◆ **What is expected**
Would you output all the data exactly as it stands?

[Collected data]
----

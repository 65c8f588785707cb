//! Chunk assembly: sections, windows, and stable chunk ids.
//!
//! [`assemble`] is the entry point of the chunking core. It splits
//! normalized text into header-delimited sections, breaks oversized
//! sections into overlapping windows, and numbers the resulting chunks with
//! a single counter that runs across the whole document.
//!
//! # Guarantees
//!
//! - Blank input yields no chunks (not an error).
//! - Chunk ids are `{doc_id}_c0`, `{doc_id}_c1`, … with no gaps, in
//!   document order.
//! - Every `chunk_text` is trimmed and non-empty, and at most `max_chars`
//!   characters long.
//! - Identical inputs produce identical output.

use crate::error::ChunkError;
use crate::models::{Chunk, ElementType};
use crate::section::{extract_heading, split_sections};
use crate::window::{check_limits, split_windows};

/// Chunking parameters.
#[derive(Debug, Clone, Copy, PartialEq, Eq)]
pub struct ChunkOptions {
    /// Upper bound on chunk length, in characters.
    pub max_chars: usize,
    /// Characters shared by consecutive windows of one section.
    pub overlap_chars: usize,
    /// Split on `##`/`###` headings and tag chunks with their heading.
    pub split_on_headers: bool,
}

impl Default for ChunkOptions {
    fn default() -> Self {
        Self {
            max_chars: 1200,
            overlap_chars: 120,
            split_on_headers: true,
        }
    }
}

impl ChunkOptions {
    /// Fail fast on limits that would loop forever or never fit a chunk.
    pub fn validate(&self) -> Result<(), ChunkError> {
        check_limits(self.max_chars, self.overlap_chars)
    }
}

/// Accumulates chunks for one document and owns the running id counter.
struct ChunkSink<'a> {
    doc_id: &'a str,
    source_file: &'a str,
    next_index: usize,
    chunks: Vec<Chunk>,
}

impl<'a> ChunkSink<'a> {
    fn new(doc_id: &'a str, source_file: &'a str) -> Self {
        Self {
            doc_id,
            source_file,
            next_index: 0,
            chunks: Vec::new(),
        }
    }

    fn push(&mut self, text: &str, heading: Option<&str>) {
        let text = text.trim();
        if text.is_empty() {
            return;
        }
        self.chunks.push(Chunk {
            chunk_id: format!("{}_c{}", self.doc_id, self.next_index),
            doc_id: self.doc_id.to_string(),
            chunk_text: text.to_string(),
            page: None,
            element_type: ElementType::Text,
            source_file: self.source_file.to_string(),
            section_heading: heading.map(str::to_string),
        });
        self.next_index += 1;
    }

    fn finish(self) -> Vec<Chunk> {
        self.chunks
    }
}

/// Split normalized `text` into retrieval chunks.
///
/// Sections come from [`split_sections`] when
/// [`split_on_headers`](ChunkOptions::split_on_headers) is set, otherwise
/// the whole text is one section. A section within `max_chars` becomes one
/// chunk; a longer one is cut by [`split_windows`] and every window is
/// tagged with the section's heading.
///
/// # Errors
///
/// [`ChunkError`] if `options` fails [`ChunkOptions::validate`]. Validation
/// happens before any chunk is produced.
pub fn assemble(
    text: &str,
    doc_id: &str,
    source_file: &str,
    options: &ChunkOptions,
) -> Result<Vec<Chunk>, ChunkError> {
    options.validate()?;

    if text.trim().is_empty() {
        tracing::debug!(target: "chunk", doc_id, "empty text, no chunks");
        return Ok(Vec::new());
    }

    let sections = if options.split_on_headers {
        let sections = split_sections(text);
        tracing::debug!(
            target: "chunk",
            sections = sections.len(),
            max_chars = options.max_chars,
            overlap_chars = options.overlap_chars,
            "split by headers"
        );
        sections
    } else {
        tracing::debug!(
            target: "chunk",
            max_chars = options.max_chars,
            overlap_chars = options.overlap_chars,
            "single block, no header split"
        );
        vec![text]
    };

    let mut sink = ChunkSink::new(doc_id, source_file);
    for section in sections {
        let section = section.trim();
        if section.is_empty() {
            continue;
        }
        let heading = if options.split_on_headers {
            extract_heading(section)
        } else {
            None
        };

        if section.chars().count() <= options.max_chars {
            sink.push(section, heading);
        } else {
            for window in split_windows(section, options.max_chars, options.overlap_chars)? {
                sink.push(window, heading);
            }
        }
    }

    let chunks = sink.finish();
    tracing::info!(target: "chunk", doc_id, chunks = chunks.len(), "produced chunks");
    Ok(chunks)
}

----

◆ **Response**
repository 65c8f588785707cb
//! Chunk assembly: sections, windows, and stable chunk ids.
//!
//! [`assemble`] is the entry point of the chunking core. It splits
//! normalized text into header-delimited sections, breaks oversized
//! sections into overlapping windows, and numbers the resulting chunks with
//! a single counter that runs across the whole document.
//!
//! # Guarantees
//!
//! - Blank input yields no chunks (not an error).
//! - Chunk ids are `{doc_id}_c0`, `{doc_id}_c1`, … with no gaps, in
//!   document order.
//! - Every `chunk_text` is trimmed and non-empty, and at most `max_chars`
//!   characters long.
//! - Identical inputs produce identical output.

use crate::error::ChunkError;
use crate::models::{Chunk, ElementType};
use crate::section::{extract_heading, split_sections};
use crate::window::{check_limits, split_windows};

/// Chunking parameters.
#[derive(Debug, Clone, Copy, PartialEq, Eq)]
pub struct ChunkOptions {
    /// Upper bound on chunk length, in characters.
    pub max_chars: usize,
    /// Characters shared by consecutive windows of one section.
    pub overlap_chars: usize,
    /// Split on `##`/`###` headings and tag chunks with their heading.
    pub split_on_headers: bool,
}

impl Default for ChunkOptions {
    fn default() -> Self {
        Self {
            max_chars: 1200,
            overlap_chars: 120,
            split_on_headers: true,
        }
    }
}

impl ChunkOptions {
    /// Fail fast on limits that would loop forever or never fit a chunk.
    pub fn validate(&self) -> Result<(), ChunkError> {
        check_limits(self.max_chars, self.overlap_chars)
    }
}

/// Accumulates chunks for one document and owns the running id counter.
struct ChunkSink<'a> {
    doc_id: &'a str,
    source_file: &'a str,
    next_index: usize,
    chunks: Vec<Chunk>,
}

impl<'a> ChunkSink<'a> {
    fn new(doc_id: &'a str, source_file: &'a str) -> Self {
        Self {
            doc_id,
            source_file,
            next_index: 0,
            chunks: Vec::new(),
        }
    }

    fn push(&mut self, text: &str, heading: Option<&str>) {
        let text = text.trim();
        if text.is_empty() {
            return;
        }
        self.chunks.push(Chunk {
            chunk_id: format!("{}_c{}", self.doc_id, self.next_index),
            doc_id: self.doc_id.to_string(),
            chunk_text: text.to_string(),
            page: None,
            element_type: ElementType::Text,
            source_file: self.source_file.to_string(),
            section_heading: heading.map(str::to_string),
        });
        self.next_index += 1;
    }

    fn finish(self) -> Vec<Chunk> {
        self.chunks
    }
}

/// Split normalized `text` into retrieval chunks.
///
/// Sections come from [`split_sections`] when
/// [`split_on_headers`](ChunkOptions::split_on_headers) is set, otherwise
/// the whole text is one section. A section within `max_chars` becomes one
/// chunk; a longer one is cut by [`split_windows`] and every window is
/// tagged with the section's heading.
///
/// # Errors
///
/// [`ChunkError`] if `options` fails [`ChunkOptions::validate`]. Validation
/// happens before any chunk is produced.
pub fn assemble(
    text: &str,
    doc_id: &str,
    source_file: &str,
    options: &ChunkOptions,
) -> Result<Vec<Chunk>, ChunkError> {
    options.validate()?;

    if text.trim().is_empty() {
        tracing::debug!(target: "chunk", doc_id, "empty text, no chunks");
        return Ok(Vec::new());
    }

    let sections = if options.split_on_headers {
        let sections = split_sections(text);
        tracing::debug!(
            target: "chunk",
            sections = sections.len(),
            max_chars = options.max_chars,
            overlap_chars = options.overlap_chars,
            "split by headers"
        );
        sections
    } else {
        tracing::debug!(
            target: "chunk",
            max_chars = options.max_chars,
            overlap_chars = options.overlap_chars,
            "single block, no header split"
        );
        vec![text]
    };

    let mut sink = ChunkSink::new(doc_id, source_file);
    for section in sections {
        let section = section.trim();
        if section.is_empty() {
            continue;
        }
        let heading = if options.split_on_headers {
            extract_heading(section)
        } else {
            None
        };

        if section.chars().count() <= options.max_chars {
            sink.push(section, heading);
        } else {
            for window in split_windows(section, options.max_chars, options.overlap_chars)? {
                sink.push(window, heading);
            }
        }
    }

    let chunks = sink.finish();
    tracing::info!(target: "chunk", doc_id, chunks = chunks.len(), "produced chunks");
    Ok(chunks)
}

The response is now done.